Por supuesto, sé lo que eso significa. Muy bien, lo admito, soy boba. Todavía no he decidido descartarlo por completo. Es Jonathan Cradinger, después de todo. Tiene un BMW, está bueno, es médico… Aunque sea un imbécil que no entiende la ironía de pagar doscientos dólares por ver una función sobre vagabundos.
Esta vez no me abre la puerta del coche. Nos sentamos en un banco frente a mi portal. De repente, noto humedad entre las piernas. Pero no es la clase de humedad de cómo-me-gusta-este-tío, no. Es que el banco está mojado. Sam me matará si le ensucio el vestido.
Cuando intento levantarme, Jonathan lanza sus labios sobre mi cara.
Y digo «lanza» en sentido literal. No me besa. No pienso degradar el verbo «besar» para describir esta afrenta. El labio superior no lo veo, pero sí veo su lengua.
Me aparto, por supuesto.
—Tengo que irme.
En fin. Tendré que devolverle el anillo de diamantes.
—Pero si es muy temprano…
Afortunadamente, es jueves y puedo usar la excusa del trabajo.
—Tengo una reunión a primera hora. Gracias por invitarme al teatro.
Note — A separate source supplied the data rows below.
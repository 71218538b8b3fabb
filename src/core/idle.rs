//! Idle detection against a fixed inactivity threshold.

use crate::common::constants::DEFAULT_IDLE_THRESHOLD_MS;
use crate::time::Timestamp;

/// Tracks the most recent user input.
#[derive(Debug, Clone)]
pub struct IdleTracker {
    last_input: Timestamp,
    threshold_ms: u64,
}

impl IdleTracker {
    /// Start tracking with `now` counted as the latest input.
    pub fn new(threshold_ms: u64, now: Timestamp) -> Self {
        Self {
            last_input: now,
            threshold_ms,
        }
    }

    pub fn with_default_threshold(now: Timestamp) -> Self {
        Self::new(DEFAULT_IDLE_THRESHOLD_MS, now)
    }

    pub fn record_input(&mut self, now: Timestamp) {
        self.last_input = now;
    }

    pub fn last_input(&self) -> Timestamp {
        self.last_input
    }

    pub fn threshold_ms(&self) -> u64 {
        self.threshold_ms
    }

    pub fn idle_for(&self, now: Timestamp) -> u64 {
        now.saturating_since(self.last_input)
    }

    /// True once at least `threshold_ms` has passed without input.
    pub fn is_idle(&self, now: Timestamp) -> bool {
        self.idle_for(now) >= self.threshold_ms
    }
}
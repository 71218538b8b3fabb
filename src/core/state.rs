//! Lock screen states and the animation direction between them.

use std::fmt;

/// Which view the lock screen shows.
#[derive(Debug, Clone, Copy, PartialEq, Eq, Hash)]
pub enum AppState {
    /// Clock view; any click or key starts unlocking.
    Locked,
    /// Fake login view with avatar, username, and password box.
    Unlocked,
}

impl AppState {
    pub fn as_str(&self) -> &'static str {
        match self {
            AppState::Locked => "locked",
            AppState::Unlocked => "unlocked",
        }
    }
}

impl fmt::Display for AppState {
    fn fmt(&self, f: &mut fmt::Formatter<'_>) -> fmt::Result {
        f.write_str(self.as_str())
    }
}

/// Direction of a running transition animation.
///
/// Locked → Unlocked slides both views up (the locked view leaves through the top,
/// the unlocked view enters from the bottom); Unlocked → Locked slides them down.
/// Both directions fade the source out and the target in.
#[derive(Debug, Clone, Copy, PartialEq, Eq, Hash)]
pub enum AnimationDirection {
    None,
    LockedToUnlocked,
    UnlockedToLocked,
}

impl AnimationDirection {
    /// Direction for a `(source, target)` pair. Equal states have no direction.
    pub const fn between(source: AppState, target: AppState) -> Self {
        match (source, target) {
            (AppState::Locked, AppState::Unlocked) => AnimationDirection::LockedToUnlocked,
            (AppState::Unlocked, AppState::Locked) => AnimationDirection::UnlockedToLocked,
            (AppState::Locked, AppState::Locked) | (AppState::Unlocked, AppState::Unlocked) => {
                AnimationDirection::None
            }
        }
    }

    /// Vertical travel sign: -1 when views move up, +1 when they move down.
    pub const fn travel_sign(&self) -> i32 {
        match self {
            AnimationDirection::LockedToUnlocked => -1,
            AnimationDirection::UnlockedToLocked => 1,
            AnimationDirection::None => 0,
        }
    }
}

impl fmt::Display for AnimationDirection {
    fn fmt(&self, f: &mut fmt::Formatter<'_>) -> fmt::Result {
        let label = match self {
            AnimationDirection::None => "none",
            AnimationDirection::LockedToUnlocked => "locked → unlocked",
            AnimationDirection::UnlockedToLocked => "unlocked → locked",
        };
        f.write_str(label)
    }
}
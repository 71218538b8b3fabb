//! Host-agnostic tick scheduling.
//!
//! Replaces the window timer of a desktop host: a periodic clock tick drives idle checks
//! and the live clock, and while a redraw is pending the host is woken at the frame
//! interval so animations advance smoothly.

use std::time::Duration;

use crate::time::Timestamp;

#[derive(Debug, Clone)]
pub struct Scheduler {
    period_ms: u64,
    frame_interval_ms: u64,
    next_timer: Timestamp,
}

impl Scheduler {
    /// First timer tick fires one period after `now`.
    pub fn new(period_ms: u64, frame_interval_ms: u64, now: Timestamp) -> Self {
        let period_ms = period_ms.max(1);
        Self {
            period_ms,
            frame_interval_ms: frame_interval_ms.max(1),
            next_timer: now.saturating_add_millis(period_ms),
        }
    }

    pub fn period_ms(&self) -> u64 {
        self.period_ms
    }

    pub fn next_timer(&self) -> Timestamp {
        self.next_timer
    }

    /// Consume the timer tick if it is due.
    ///
    /// Missed periods collapse into a single tick and the schedule stays aligned to the
    /// original phase.
    pub fn timer_due(&mut self, now: Timestamp) -> bool {
        if now < self.next_timer {
            return false;
        }
        let behind = now.saturating_since(self.next_timer);
        let skipped = behind / self.period_ms + 1;
        self.next_timer = self
            .next_timer
            .saturating_add_millis(skipped * self.period_ms);
        true
    }

    /// Next moment the host has work to do.
    pub fn next_deadline(&self, now: Timestamp, redraw_pending: bool) -> Timestamp {
        if redraw_pending {
            let frame = now.saturating_add_millis(self.frame_interval_ms);
            frame.min(self.next_timer)
        } else {
            self.next_timer
        }
    }

    /// How long the host may block waiting for input.
    pub fn next_wakeup(&self, now: Timestamp, redraw_pending: bool) -> Duration {
        now.until(self.next_deadline(now, redraw_pending))
    }
}

#[cfg(test)]
mod tests {
    use super::*;

    fn at(ms: u64) -> Timestamp {
        Timestamp::from_millis(ms)
    }

    #[test]
    fn test_timer_fires_once_per_period() {
        let mut scheduler = Scheduler::new(1_000, 16, at(0));
        assert!(!scheduler.timer_due(at(999)));
        assert!(scheduler.timer_due(at(1_000)));
        assert!(!scheduler.timer_due(at(1_500)));
        assert!(scheduler.timer_due(at(2_001)));
        assert_eq!(scheduler.next_timer(), at(3_000));
    }

    #[test]
    fn test_missed_periods_coalesce() {
        let mut scheduler = Scheduler::new(1_000, 16, at(0));
        assert!(scheduler.timer_due(at(5_250)));
        assert_eq!(scheduler.next_timer(), at(6_000));
        assert!(!scheduler.timer_due(at(5_999)));
    }

    #[test]
    fn test_wakeup_prefers_frames_while_redrawing() {
        let scheduler = Scheduler::new(1_000, 16, at(0));
        assert_eq!(scheduler.next_wakeup(at(100), true), Duration::from_millis(16));
        assert_eq!(scheduler.next_wakeup(at(100), false), Duration::from_millis(900));
        assert_eq!(scheduler.next_wakeup(at(990), true), Duration::from_millis(10));
    }

    #[test]
    fn test_wakeup_when_overdue_is_zero() {
        let scheduler = Scheduler::new(1_000, 16, at(0));
        assert_eq!(scheduler.next_wakeup(at(1_200), false), Duration::ZERO);
    }
}
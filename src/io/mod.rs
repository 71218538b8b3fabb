//! Process-level I/O: the instance lock, Unix signals, and session lookups.

pub mod lock; // Single-instance lock file
pub mod session; // Username and password marker
pub mod signals; // Unix signal handling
—De nada. Siento que tengas que irte. Lo estaba pasando muy bien.
Sí, claro.
—Buenas noches —digo, sacando las llaves del bolso.
Ojalá pudiera decirle «espero que sigamos siendo amigos». Pero no es Danny Zukoe.
Puedo soportar a un pervertido. La falta de sensibilidad, en fin, se puede sobrellevar…
Pero un hombre que no sepa besar, no.
Al menos ahora sé por qué sigue soltero.